Problem to solve.
Give back exactly the lines that run from the beginning of the entries to the line containing "use crate::data::config::DEFAULT_CONFIG_PATH;", both included, and nothing else.
* * * * * * * * *
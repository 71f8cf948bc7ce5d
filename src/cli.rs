use std::fs::File;
use std::path::{Path, PathBuf};

use clap::{Args, Parser, Subcommand};

use crate::combat::{resolve_seed, seeded, Battle, TraceMode};
use crate::data::config::DEFAULT_CONFIG_PATH;
use crate::data::validate::{validate_matrix_file, validate_simulation_file};
use crate::data::{
    load_and_validate, load_matrix_config, validate_matrix_config, MatrixConfig,
    SimulationConfig, ValidationReport, ValidationSeverity,
};
use crate::error::Result;
use crate::simulation::{
    matrix_to_json, render_report, run_simulation, run_to_json, run_weapon_matrix,
    serialize_events_json, write_matrix_csv,
};

/// Dice-pool combat simulator
#[derive(Parser, Debug)]
#[command(name = "skirmish")]
#[command(about = "Monte Carlo battles and weapon damage tables for dice-pool combat", long_about = None)]
#[command(version)]
struct Cli {
    #[command(subcommand)]
    command: Command,
}

#[derive(Subcommand, Debug)]
pub enum Command {
    /// Run repeated battles between the configured rosters
    Battle(BattleArgs),

    /// Tabulate average damage per attack across weapon profiles
    Matrix(MatrixArgs),

    /// Check a config file and list its diagnostics
    Validate(ValidateArgs),
}

#[derive(Args, Debug)]
pub struct BattleArgs {
    /// Battle config (.json, .yaml or .yml); defaults to config.json
    #[arg(value_name = "CONFIG")]
    pub config: Option<PathBuf>,

    /// Battle config, as an alternative to the positional path
    #[arg(long = "config", value_name = "PATH", conflicts_with = "config")]
    pub config_flag: Option<PathBuf>,

    /// Override the number of trials
    #[arg(long)]
    pub iterations: Option<usize>,

    /// Base seed for reproducible runs
    #[arg(long)]
    pub seed: Option<u64>,

    /// Worker threads for parallel runs (0 = all cores)
    #[arg(long)]
    pub workers: Option<usize>,

    /// Spread trials across worker threads
    #[arg(long)]
    pub parallel: bool,

    /// Print the run summary as JSON
    #[arg(long)]
    pub json: bool,

    /// Run a single battle and print its event log as JSON
    #[arg(long, conflicts_with = "json")]
    pub trace: bool,
}

impl BattleArgs {
    pub fn config_path(&self) -> PathBuf {
        self.config
            .clone()
            .or_else(|| self.config_flag.clone())
            .unwrap_or_else(|| PathBuf::from(DEFAULT_CONFIG_PATH))
    }
}

#[derive(Args, Debug)]
pub struct MatrixArgs {
    /// Matrix config; built-in ranges are used when absent
    #[arg(long)]
    pub config: Option<PathBuf>,

    /// Override attacks per cell
    #[arg(long)]
    pub iterations: Option<usize>,

    /// Base seed for reproducible tables
    #[arg(long)]
    pub seed: Option<u64>,

    /// Also write every cell to this CSV file
    #[arg(long)]
    pub csv: Option<PathBuf>,

    /// Print the matrix as JSON instead of tables
    #[arg(long)]
    pub json: bool,
}

#[derive(Args, Debug)]
pub struct ValidateArgs {
    pub config: PathBuf,

    /// Treat the file as a matrix config
    #[arg(long)]
    pub matrix: bool,
}

/// Parse `args` (program name first). Usage errors are printed here;
/// `Err` carries the exit code to use.
pub fn parse_command(args: &[String]) -> std::result::Result<Command, i32> {
    match Cli::try_parse_from(args) {
        Ok(cli) => Ok(cli.command),
        Err(err) => {
            let _ = err.print();
            Err(if err.use_stderr() { 2 } else { 0 })
        }
    }
}

pub fn run_with_args(args: &[String]) -> i32 {
    match parse_command(args) {
        Ok(Command::Battle(args)) => handle_battle(&args),
        Ok(Command::Matrix(args)) => handle_matrix(&args),
        Ok(Command::Validate(args)) => handle_validate(&args),
        Err(code) => code,
    }
}

fn handle_battle(args: &BattleArgs) -> i32 {
    let mut config = match load_and_validate(args.config_path()) {
        Ok((config, _)) => config,
        Err(err) => {
            eprintln!("invalid battle config: {err}");
            return 1;
        }
    };
    apply_battle_overrides(&mut config, args);

    let outcome = if args.trace {
        trace_battle(&config)
    } else {
        run_simulation(&config).and_then(|run| {
            if args.json {
                run_to_json(&run)
            } else {
                Ok(render_report(&run.stats))
            }
        })
    };

    match outcome {
        Ok(payload) => {
            println!("{payload}");
            0
        }
        Err(err) => {
            eprintln!("battle failed: {err}");
            1
        }
    }
}

fn apply_battle_overrides(config: &mut SimulationConfig, args: &BattleArgs) {
    if let Some(iterations) = args.iterations {
        config.iterations = iterations;
    }
    if args.seed.is_some() {
        config.seed = args.seed;
    }
    if let Some(workers) = args.workers {
        config.workers = workers;
    }
    if args.parallel {
        config.parallel = true;
    }
}

fn trace_battle(config: &SimulationConfig) -> Result<String> {
    let seed = resolve_seed(config.seed);
    tracing::info!(seed, "tracing a single battle");
    let mut battle_config = config.battle_config();
    battle_config.trace_mode = TraceMode::Events;
    let mut rng = seeded(seed);
    let outcome = Battle::new(config.players(), config.opponents(), battle_config).run(&mut rng)?;
    serialize_events_json(&outcome.events)
}

fn handle_matrix(args: &MatrixArgs) -> i32 {
    let mut config = match &args.config {
        Some(path) => match load_matrix_config(path) {
            Ok(config) => config,
            Err(err) => {
                eprintln!("invalid matrix config: {err}");
                return 1;
            }
        },
        None => MatrixConfig::default(),
    };
    if let Some(iterations) = args.iterations {
        config.iterations = iterations;
    }
    if args.seed.is_some() {
        config.seed = args.seed;
    }

    let report = validate_matrix_config(&config);
    print_diagnostics(&report);
    if report.has_errors() {
        eprintln!("invalid matrix config: {}", report.error_summary());
        return 1;
    }

    let matrix = match run_weapon_matrix(&config) {
        Ok(matrix) => matrix,
        Err(err) => {
            eprintln!("matrix failed: {err}");
            return 1;
        }
    };

    if let Some(path) = &args.csv {
        if let Err(err) = write_csv_file(path, &matrix) {
            eprintln!("failed to write '{}': {err}", path.display());
            return 1;
        }
    }

    if args.json {
        match matrix_to_json(&matrix) {
            Ok(payload) => println!("{payload}"),
            Err(err) => {
                eprintln!("failed to serialize matrix: {err}");
                return 1;
            }
        }
    } else {
        println!("{}", matrix.render());
    }
    0
}

fn write_csv_file(path: &Path, matrix: &crate::simulation::WeaponMatrix) -> Result<()> {
    let file = File::create(path)?;
    write_matrix_csv(matrix, file)
}

fn handle_validate(args: &ValidateArgs) -> i32 {
    let path = args.config.display();
    let report = if args.matrix {
        validate_matrix_file(&args.config)
    } else {
        validate_simulation_file(&args.config)
    };
    let report = match report {
        Ok(report) => report,
        Err(err) => {
            eprintln!("validation failed: {err}");
            return 1;
        }
    };

    print_diagnostics(&report);
    if report.has_errors() {
        eprintln!(
            "validation failed: {} error(s) in {path}",
            report.count(ValidationSeverity::Error)
        );
        1
    } else {
        println!(
            "validation passed: {path} ({} warning(s))",
            report.count(ValidationSeverity::Warning)
        );
        0
    }
}

fn print_diagnostics(report: &ValidationReport) {
    for diag in &report.diagnostics {
        eprintln!("- {diag}");
    }
}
* * * * * * * * *
Finished task.
repository 71f8cf948bc7ce5d
filename src/cli.rs
use std::fs::File;
use std::path::{Path, PathBuf};

use clap::{Args, Parser, Subcommand};

use crate::combat::{resolve_seed, seeded, Battle, TraceMode};
use crate::data::config::DEFAULT_CONFIG_PATH;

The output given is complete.